Vladimir Buač

Personal information
- Date of birth: 26 December 1984 (age 40)
- Place of birth: Knin, SR Croatia, SFR Yugoslavia
- Height: 1.79 m (5 ft 10 in)
- Position: Forward

Youth career
- Dinara
- Kabel
- Vojvodina

Senior career*
- Years: Team / Apps / (Gls)
- 2003–2009: Vojvodina / 99 / (13)
- 2003–2004: → Kabel (loan) / 28 / (2)
- 2004–2005: → Cement Beočin (loan) / 9 / (1)
- 2009–2011: Nîmes / 16 / (0)
- 2011: BSK Borča / 10 / (2)
- 2012: Atyrau / 19 / (1)
- 2013: Egri FC / 10 / (0)
- 2013: Partizani Tirana / 12 / (0)
- Total:  / 202 / (19)

Managerial career
- 2016–2017: Vojvodina (assistant)
- 2017: Vojvodina (caretaker)
- 2017: Vojvodina
- 2018: ČSK Čelarevo
- 2019–2020: Spartak Subotica (qssistant)
- 2020–2021: Spartak Subotica

= Vladimir Buač =

Serbian footballer

Vladimir Buač (Serbian Cyrillic: Владимир Буач; born 26 December 1984) is a Croatian Serb football coach and former player.

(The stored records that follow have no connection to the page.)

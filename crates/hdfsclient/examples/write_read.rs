//! Write a file to an in-memory cluster, read it back and show its blocks
//!
//! Usage:
//!   cargo run --package hdfsclient --example write_read

use hdfsclient::{
    FilesystemSession, HdfsError, MiniCluster, MiniClusterConfig, OpenMode, OpenOptions,
    SessionConfig,
};

fn main() -> Result<(), Box<dyn std::error::Error>> {
    // Initialize tracing
    tracing_subscriber::fmt()
        .with_max_level(tracing::Level::INFO)
        .init();

    let cluster = MiniCluster::new(
        MiniClusterConfig::new("localhost", 9000).with_block_size(16 * 1024),
    );
    let fs = FilesystemSession::new(cluster, SessionConfig::new("localhost"))?;
    println!("{}", fs);

    fs.mkdir("/demo")?;
    let payload = b"Hello HDFS! ".repeat(4096);
    fs.with_file(
        "/demo/hello.txt",
        OpenMode::Write,
        OpenOptions::default().with_replication(2),
        |f| {
            println!("{}", f);
            f.write(&payload)
        },
    )?;

    let info = fs.info("/demo/hello.txt")?;
    println!(
        "{} {} {} bytes, replication {}",
        info.mode_string(),
        info.path(),
        info.size,
        info.replication
    );

    let read = fs.with_file("/demo/hello.txt", OpenMode::Read, OpenOptions::default(), |f| {
        let mut total = 0;
        loop {
            let chunk = f.read(64 * 1024)?;
            if chunk.is_empty() {
                break;
            }
            total += chunk.len();
        }
        Ok::<_, HdfsError>(total)
    })?;
    println!("Read back {} bytes", read);

    for block in fs.get_block_locations("/demo/hello.txt", 0, None)? {
        println!(
            "  block @{} ({} bytes) on {}",
            block.offset,
            block.length,
            block.hosts.join(", ")
        );
    }

    fs.remove("/demo", true)?;
    Ok(())
}
#[allow(non_camel_case_types, non_snake_case)]
mod ffi {
    use std::ffi::{c_char, c_int, c_short, c_void};

    pub type hdfsFS = *mut c_void;
    pub type hdfsFile = *mut c_void;
    pub type tOffset = i64;
    pub type tSize = i32;
    pub type tTime = i64;
    pub type tPort = u16;

    #[repr(C)]
    pub struct hdfsBuilder {
        _private: [u8; 0],
    }

    #[repr(C)]
    pub struct hdfsFileInfo {
        pub mKind: c_int,
        pub mName: *mut c_char,
        pub mLastMod: tTime,
        pub mSize: tOffset,
        pub mReplication: c_short,
        pub mBlockSize: tOffset,
        pub mOwner: *mut c_char,
        pub mGroup: *mut c_char,
        pub mPermissions: c_short,
        pub mLastAccess: tTime,
    }

    #[repr(C)]
    pub struct BlockLocation {
        pub corrupt: c_int,
        pub numOfNodes: c_int,
        pub hosts: *mut *mut c_char,
        pub names: *mut *mut c_char,
        pub topologyPaths: *mut *mut c_char,
        pub length: tOffset,
        pub offset: tOffset,
    }

    pub const KIND_DIRECTORY: c_int = b'D' as c_int;

    #[link(name = "hdfs3")]
    extern "C" {
        pub fn hdfsNewBuilder() -> *mut hdfsBuilder;
        pub fn hdfsFreeBuilder(bld: *mut hdfsBuilder);
        pub fn hdfsBuilderSetNameNode(bld: *mut hdfsBuilder, nn: *const c_char);
        pub fn hdfsBuilderSetNameNodePort(bld: *mut hdfsBuilder, port: tPort);
        pub fn hdfsBuilderSetUserName(bld: *mut hdfsBuilder, user: *const c_char);
        pub fn hdfsBuilderSetKerbTicketCachePath(bld: *mut hdfsBuilder, path: *const c_char);
        pub fn hdfsBuilderSetToken(bld: *mut hdfsBuilder, token: *const c_char);
        pub fn hdfsBuilderConfSetStr(
            bld: *mut hdfsBuilder,
            key: *const c_char,
            val: *const c_char,
        ) -> c_int;
        pub fn hdfsBuilderConnect(bld: *mut hdfsBuilder) -> hdfsFS;
        pub fn hdfsDisconnect(fs: hdfsFS) -> c_int;

        pub fn hdfsOpenFile(
            fs: hdfsFS,
            path: *const c_char,
            flags: c_int,
            buffer_size: c_int,
            replication: c_short,
            blocksize: tOffset,
        ) -> hdfsFile;
        pub fn hdfsCloseFile(fs: hdfsFS, file: hdfsFile) -> c_int;
        pub fn hdfsRead(fs: hdfsFS, file: hdfsFile, buffer: *mut c_void, length: tSize) -> tSize;
        pub fn hdfsWrite(
            fs: hdfsFS,
            file: hdfsFile,
            buffer: *const c_void,
            length: tSize,
        ) -> tSize;
        pub fn hdfsSeek(fs: hdfsFS, file: hdfsFile, desired_pos: tOffset) -> c_int;
        pub fn hdfsTell(fs: hdfsFS, file: hdfsFile) -> tOffset;
        pub fn hdfsFlush(fs: hdfsFS, file: hdfsFile) -> c_int;

        pub fn hdfsGetPathInfo(fs: hdfsFS, path: *const c_char) -> *mut hdfsFileInfo;
        pub fn hdfsListDirectory(
            fs: hdfsFS,
            path: *const c_char,
            num_entries: *mut c_int,
        ) -> *mut hdfsFileInfo;
        pub fn hdfsFreeFileInfo(info: *mut hdfsFileInfo, num_entries: c_int);
        pub fn hdfsGetFileBlockLocations(
            fs: hdfsFS,
            path: *const c_char,
            start: tOffset,
            length: tOffset,
            num_of_block: *mut c_int,
        ) -> *mut BlockLocation;
        pub fn hdfsFreeFileBlockLocations(locations: *mut BlockLocation, num_of_block: c_int);

        pub fn hdfsCreateDirectory(fs: hdfsFS, path: *const c_char) -> c_int;
        pub fn hdfsRename(fs: hdfsFS, old_path: *const c_char, new_path: *const c_char) -> c_int;
        pub fn hdfsDelete(fs: hdfsFS, path: *const c_char, recursive: c_int) -> c_int;
        pub fn hdfsExists(fs: hdfsFS, path: *const c_char) -> c_int;
        pub fn hdfsTruncate(
            fs: hdfsFS,
            path: *const c_char,
            pos: tOffset,
            should_wait: *mut c_int,
        ) -> c_int;
        pub fn hdfsSetReplication(fs: hdfsFS, path: *const c_char, replication: i16) -> c_int;
        pub fn hdfsChmod(fs: hdfsFS, path: *const c_char, mode: c_short) -> c_int;
        pub fn hdfsChown(
            fs: hdfsFS,
            path: *const c_char,
            owner: *const c_char,
            group: *const c_char,
        ) -> c_int;
    }
}

/// Builder handle; strings handed to the library live as long as the builder
pub struct LibHdfs3Builder {
    ptr: Option<NonNull<ffi::hdfsBuilder>>,
    strings: Vec<CString>,
}

impl LibHdfs3Builder {
    fn keep(&mut self, value: &str) -> Option<*const c_char> {
        let value = CString::new(value).ok()?;
        let raw = value.as_ptr();
        self.strings.push(value);
        Some(raw)
    }
}

impl Drop for LibHdfs3Builder {
    fn drop(&mut self) {
        if let Some(ptr) = self.ptr.take() {
            unsafe { ffi::hdfsFreeBuilder(ptr.as_ptr()) };
        }
    }
}
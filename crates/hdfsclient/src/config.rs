//! Session and open-option configuration
//!
//! Every recognised option is a named field. When loading from a client
//! configuration file, keys outside this set are rejected rather than
//! silently ignored.

use std::collections::BTreeMap;
use std::path::Path;

use hdfsconfig::{
    ConfigOption, Count, HdfsConfig, Size, CLIENT_SECTION, DEFAULT_NAMENODE_PORT, GLOBAL_SECTION,
};
use tracing::debug;

use crate::error::{HdfsError, Result};
use crate::types::OpenOptions;

/// Sections searched for client options, most specific first
const SECTIONS: &[&str] = &[CLIENT_SECTION, GLOBAL_SECTION];

/// Options accepted in the `[client]` and `[global]` sections
pub const KNOWN_OPTIONS: &[&str] = &[
    "namenode host",
    "namenode port",
    "user",
    "kerberos ticket cache",
    "token",
    "autoconnect",
    "replication",
    "buffer size",
    "block size",
];

/// Connection parameters for one [`FilesystemSession`](crate::FilesystemSession)
#[derive(Debug, Clone, PartialEq, Eq)]
pub struct SessionConfig {
    /// Namenode host name or address
    pub host: String,
    /// Namenode RPC port
    pub port: u16,
    /// User to connect as
    pub user: Option<String>,
    /// Path of the Kerberos ticket cache
    pub ticket_cache: Option<String>,
    /// Delegation token
    pub token: Option<String>,
    /// Extra parameters passed verbatim to the native builder
    pub extra_params: BTreeMap<String, String>,
    /// Connect as soon as the session is constructed
    pub autoconnect: bool,
}

impl SessionConfig {
    /// Configuration for `host` on the default port, connecting on construction
    pub fn new(host: impl Into<String>) -> Self {
        Self {
            host: host.into(),
            port: DEFAULT_NAMENODE_PORT,
            user: None,
            ticket_cache: None,
            token: None,
            extra_params: BTreeMap::new(),
            autoconnect: true,
        }
    }

    pub fn with_port(mut self, port: u16) -> Self {
        self.port = port;
        self
    }

    pub fn with_user(mut self, user: impl Into<String>) -> Self {
        self.user = Some(user.into());
        self
    }

    pub fn with_ticket_cache(mut self, path: impl Into<String>) -> Self {
        self.ticket_cache = Some(path.into());
        self
    }

    pub fn with_token(mut self, token: impl Into<String>) -> Self {
        self.token = Some(token.into());
        self
    }

    pub fn with_param(mut self, key: impl Into<String>, value: impl Into<String>) -> Self {
        self.extra_params.insert(key.into(), value.into());
        self
    }

    pub fn with_autoconnect(mut self, autoconnect: bool) -> Self {
        self.autoconnect = autoconnect;
        self
    }

    /// `host:port`
    pub fn endpoint(&self) -> String {
        format!("{}:{}", self.host, self.port)
    }

    /// Load from a client configuration file
    ///
    /// # Example
    ///
    /// ```no_run
    /// use hdfsclient::SessionConfig;
    ///
    /// let config = SessionConfig::from_conf_file("/etc/hadoop/conf/hdfs-client.conf")
    ///     .expect("Failed to read client config");
    /// ```
    pub fn from_conf_file<P: AsRef<Path>>(path: P) -> Result<Self> {
        let config = HdfsConfig::from_file(path)?;
        Self::from_hdfs_config(&config)
    }

    /// Build from an already parsed client configuration
    pub fn from_hdfs_config(config: &HdfsConfig) -> Result<Self> {
        config.check_known(SECTIONS, KNOWN_OPTIONS)?;

        let string_opt = |name: &'static str| {
            ConfigOption::new(name, String::new()).get_opt(config, SECTIONS)
        };

        let session = Self {
            host: config.namenode_host()?,
            port: config.namenode_port()?,
            user: string_opt("user")?,
            ticket_cache: string_opt("kerberos ticket cache")?,
            token: string_opt("token")?,
            extra_params: config.hadoop_params(),
            autoconnect: ConfigOption::new("autoconnect", true).get(config, SECTIONS)?,
        };

        debug!(
            "Loaded session config for {} ({} extra parameters)",
            session.endpoint(),
            session.extra_params.len()
        );

        Ok(session)
    }
}

impl OpenOptions {
    /// Read open defaults (`replication`, `buffer size`, `block size`) from a
    /// client configuration
    pub fn from_hdfs_config(config: &HdfsConfig) -> Result<Self> {
        let defaults = OpenOptions::default();

        let replication = ConfigOption::new("replication", Count(defaults.replication as u64))
            .get(config, SECTIONS)?;
        let buffer_size = ConfigOption::new("buffer size", Size(defaults.buffer_size as u64))
            .get(config, SECTIONS)?;
        let block_size =
            ConfigOption::new("block size", Size(defaults.block_size)).get(config, SECTIONS)?;

        let replication = u16::try_from(replication.0)
            .ok()
            .filter(|r| *r > 0)
            .ok_or_else(|| {
                HdfsError::InvalidArgument(format!("replication {} out of range", replication.0))
            })?;
        let buffer_size = u32::try_from(buffer_size.0).map_err(|_| {
            HdfsError::InvalidArgument(format!("buffer size {} out of range", buffer_size.0))
        })?;

        Ok(Self {
            replication,
            buffer_size,
            block_size: block_size.0,
            start_offset: 0,
        })
    }
}
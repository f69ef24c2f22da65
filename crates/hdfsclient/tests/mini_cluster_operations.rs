//! Integration tests for session and file operations against the in-memory cluster
//!
//! To run these tests:
//! ```bash
//! cargo test --package hdfsclient --test mini_cluster_operations -- --nocapture
//! ```

use hdfsclient::{
    FilesystemSession, HdfsError, MiniCluster, MiniClusterConfig, OpenMode, OpenOptions,
    SessionConfig,
};
use rand::{Rng, RngCore};
use std::io::{Read, Write};
use tracing::info;

fn init_tracing() {
    let _ = tracing_subscriber::fmt()
        .with_max_level(tracing::Level::DEBUG)
        .with_test_writer()
        .try_init();
}

fn connect(cluster: &MiniCluster) -> FilesystemSession<MiniCluster> {
    FilesystemSession::new(cluster.clone(), SessionConfig::new("nn1").with_port(9000))
        .expect("Failed to connect to mini cluster")
}

/// Read until an empty chunk and return everything
fn read_all(fs: &FilesystemSession<MiniCluster>, path: &str, chunk: usize) -> Vec<u8> {
    fs.with_file(path, OpenMode::Read, OpenOptions::default(), |f| {
        let mut out = Vec::new();
        loop {
            let data = f.read(chunk)?;
            if data.is_empty() {
                break;
            }
            out.extend_from_slice(&data);
        }
        Ok::<_, HdfsError>(out)
    })
    .expect("Failed to read file")
}

#[test]
fn test_scenario_write_read_remove() {
    init_tracing();
    let cluster = MiniCluster::new(MiniClusterConfig::new("nn1", 9000));
    let fs = connect(&cluster);

    assert!(fs.mkdir("/t").unwrap());

    let payload = b"ab".repeat(1000);
    fs.with_file(
        "/t/f",
        OpenMode::Write,
        OpenOptions::default().with_replication(1),
        |f| f.write(&payload),
    )
    .unwrap();

    let info = fs.info("/t/f").unwrap();
    assert_eq!(info.size, 2000);
    assert_eq!(info.replication, 1);
    assert!(info.is_file());

    assert_eq!(read_all(&fs, "/t/f", 300), payload);

    assert!(fs.remove("/t", true).unwrap());
    assert!(!fs.exists("/t").unwrap());
    info!("scenario complete: {}", fs);
}

#[test]
fn test_round_trip_sizes() {
    init_tracing();
    let cluster = MiniCluster::new(MiniClusterConfig::new("nn1", 9000).with_packet_size(4096));
    let fs = connect(&cluster);
    let mut rng = rand::thread_rng();

    for size in [0usize, 1, 3 * 4096 + 17] {
        let mut payload = vec![0u8; size];
        rng.fill_bytes(&mut payload);
        let path = format!("/rt/{}", size);

        fs.with_file(&path, OpenMode::Write, OpenOptions::default(), |f| {
            f.write(&payload)
        })
        .unwrap();

        assert_eq!(fs.info(&path).unwrap().size, size as u64);
        assert_eq!(read_all(&fs, &path, 4096), payload, "size {}", size);
    }
}

#[test]
fn test_wrong_mode_never_reaches_cluster() {
    let cluster = MiniCluster::new(MiniClusterConfig::new("nn1", 9000));
    let fs = connect(&cluster);

    let mut writer = fs
        .open("/f", OpenMode::Write, OpenOptions::default())
        .unwrap();
    assert!(writer.read(16).unwrap_err().is_precondition());
    writer.write(b"abc").unwrap();
    writer.close().unwrap();

    let mut reader = fs.open("/f", OpenMode::Read, OpenOptions::default()).unwrap();
    assert!(reader.write(b"x").unwrap_err().is_precondition());
    reader.close().unwrap();

    assert_eq!(cluster.calls("read"), 0);
    assert_eq!(cluster.calls("write"), 1);
}

#[test]
fn test_block_locations_cover_range() {
    let block_size = 1000u64;
    let cluster = MiniCluster::new(
        MiniClusterConfig::new("nn1", 9000)
            .with_block_size(block_size)
            .with_datanodes(["dn1", "dn2", "dn3", "dn4"]),
    );
    let fs = connect(&cluster);

    let size = 4321usize;
    fs.with_file(
        "/blocks",
        OpenMode::Write,
        OpenOptions::default().with_replication(2),
        |f| f.write(&vec![1u8; size]),
    )
    .unwrap();

    let blocks = fs.get_block_locations("/blocks", 0, None).unwrap();
    assert_eq!(blocks.len(), 5);
    assert_eq!(blocks[0].offset, 0);
    for pair in blocks.windows(2) {
        assert_eq!(pair[0].end(), pair[1].offset, "blocks overlap or leave a gap");
    }
    assert_eq!(blocks.last().unwrap().end(), size as u64);
    assert!(blocks.iter().all(|b| b.hosts.len() == 2));

    // A sub-range returns exactly the intersecting blocks
    let mut rng = rand::thread_rng();
    for _ in 0..20 {
        let start = rng.gen_range(0..size as u64);
        let length = rng.gen_range(1..=size as u64 - start);
        let sub = fs.get_block_locations("/blocks", start, Some(length)).unwrap();
        assert!(sub.first().unwrap().offset <= start);
        assert!(sub.last().unwrap().end() >= start + length);
        for pair in sub.windows(2) {
            assert_eq!(pair[0].end(), pair[1].offset);
        }
    }

    assert!(fs
        .get_block_locations("/blocks", 0, Some(0))
        .unwrap()
        .is_empty());
}

#[test]
fn test_double_close_releases_once() {
    let cluster = MiniCluster::new(MiniClusterConfig::new("nn1", 9000));
    let fs = connect(&cluster);

    let mut f = fs
        .open("/f", OpenMode::Write, OpenOptions::default())
        .unwrap();
    f.write(b"x").unwrap();
    f.close().unwrap();
    f.close().unwrap();
    drop(f);

    assert_eq!(cluster.calls("close_file"), 1);
    assert_eq!(cluster.calls("flush"), 1);
    assert_eq!(cluster.open_files(), 0);
}

#[test]
fn test_open_missing_for_read() {
    let cluster = MiniCluster::new(MiniClusterConfig::new("nn1", 9000));
    let fs = connect(&cluster);

    let err = fs
        .open("/does/not/exist", OpenMode::Read, OpenOptions::default())
        .unwrap_err();
    assert!(matches!(err, HdfsError::OpenFailed { .. }));
    assert!(!err.is_precondition());
}

#[test]
fn test_append_extends_file() {
    let cluster = MiniCluster::new(MiniClusterConfig::new("nn1", 9000));
    let fs = connect(&cluster);

    fs.with_file("/log", OpenMode::Write, OpenOptions::default(), |f| {
        f.write(b"one\n")
    })
    .unwrap();
    fs.with_file("/log", OpenMode::Append, OpenOptions::default(), |f| {
        assert_eq!(f.tell()?, 4);
        f.write(b"two\n")
    })
    .unwrap();

    assert_eq!(read_all(&fs, "/log", 64), b"one\ntwo\n");

    // Appending to a missing file fails at open
    assert!(fs
        .open("/nope", OpenMode::Append, OpenOptions::default())
        .is_err());
}

#[test]
fn test_with_file_closes_on_error() {
    let cluster = MiniCluster::new(MiniClusterConfig::new("nn1", 9000));
    let fs = connect(&cluster);

    let result: Result<(), HdfsError> =
        fs.with_file("/f", OpenMode::Write, OpenOptions::default(), |f| {
            f.write(b"partial")?;
            Err(HdfsError::InvalidArgument("stop".into()))
        });
    assert!(matches!(result, Err(HdfsError::InvalidArgument(_))));
    assert_eq!(cluster.open_files(), 0);
    // Buffered data was still flushed by the close
    assert_eq!(fs.info("/f").unwrap().size, 7);
}

#[test]
fn test_std_io_copy() {
    let cluster = MiniCluster::new(MiniClusterConfig::new("nn1", 9000).with_packet_size(100));
    let fs = connect(&cluster);

    let payload: Vec<u8> = (0..10_000u32).map(|i| (i % 251) as u8).collect();
    fs.with_file("/copy", OpenMode::Write, OpenOptions::default(), |f| {
        f.write_all(&payload)
    })
    .unwrap();

    let mut out = Vec::new();
    fs.with_file("/copy", OpenMode::Read, OpenOptions::default(), |f| {
        std::io::copy(f, &mut out)
    })
    .unwrap();
    assert_eq!(out, payload);

    let mut f = fs.open("/copy", OpenMode::Read, OpenOptions::default()).unwrap();
    let mut head = [0u8; 10];
    f.read_exact(&mut head).unwrap();
    assert_eq!(&head[..], &payload[..10]);
}

#[test]
fn test_namespace_operations() {
    let cluster = MiniCluster::new(MiniClusterConfig::new("nn1", 9000));
    let fs = connect(&cluster);

    assert!(fs.mkdir("/data/in").unwrap());
    fs.with_file("/data/in/a", OpenMode::Write, OpenOptions::default(), |f| {
        f.write(b"0123456789")
    })
    .unwrap();

    let listing = fs.list("/data").unwrap();
    assert_eq!(listing.len(), 1);
    assert!(listing[0].is_dir());
    assert_eq!(listing[0].file_name(), "in");

    assert!(fs.rename("/data/in/a", "/data/b").unwrap());
    assert!(fs.exists("/data/b").unwrap());
    assert!(!fs.exists("/data/in/a").unwrap());

    assert!(fs.truncate("/data/b", 4).unwrap());
    assert_eq!(fs.info("/data/b").unwrap().size, 4);
    assert!(!fs.truncate("/data/b", 40).unwrap());

    assert!(fs.set_replication("/data/b", 3).unwrap());
    assert_eq!(fs.info("/data/b").unwrap().replication, 3);

    assert!(fs.chmod("/data/b", 0o600).unwrap());
    assert_eq!(fs.info("/data/b").unwrap().mode_string(), "-rw-------");

    assert!(fs.chown("/data/b", Some("alice"), None).unwrap());
    assert!(fs.chown("/data/b", None, Some("staff")).unwrap());
    let info = fs.info("/data/b").unwrap();
    assert_eq!((info.owner.as_str(), info.group.as_str()), ("alice", "staff"));

    assert!(!fs.chmod("/missing", 0o600).unwrap());
}

#[test]
fn test_handles_on_separate_sessions() {
    let cluster = MiniCluster::new(MiniClusterConfig::new("nn1", 9000));
    let writer_fs = connect(&cluster);
    let reader_fs = connect(&cluster);
    assert_eq!(cluster.open_connections(), 2);

    let mut w = writer_fs
        .open("/shared", OpenMode::Write, OpenOptions::default())
        .unwrap();
    w.write(b"visible after flush").unwrap();
    assert_eq!(reader_fs.info("/shared").unwrap().size, 0);
    w.flush().unwrap();
    assert_eq!(
        read_all(&reader_fs, "/shared", 64),
        b"visible after flush".to_vec()
    );
    w.close().unwrap();
    drop(w);

    drop(writer_fs);
    drop(reader_fs);
    assert_eq!(cluster.open_connections(), 0);
}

He played as a forward.

==Career==
Buač played for Vojvodina, making over 100 official appearances for the side. He subsequently moved abroad to France and signed with Ligue 2 side Nîmes in 2009. In the following years, Buač also played in the top flights of Kazakhstan, Hungary, and Albania.

After retiring from the game, Buač served as both assistant and caretaker manager at his former club Vojvodina. He again took charge of Vojvodina in September 2017.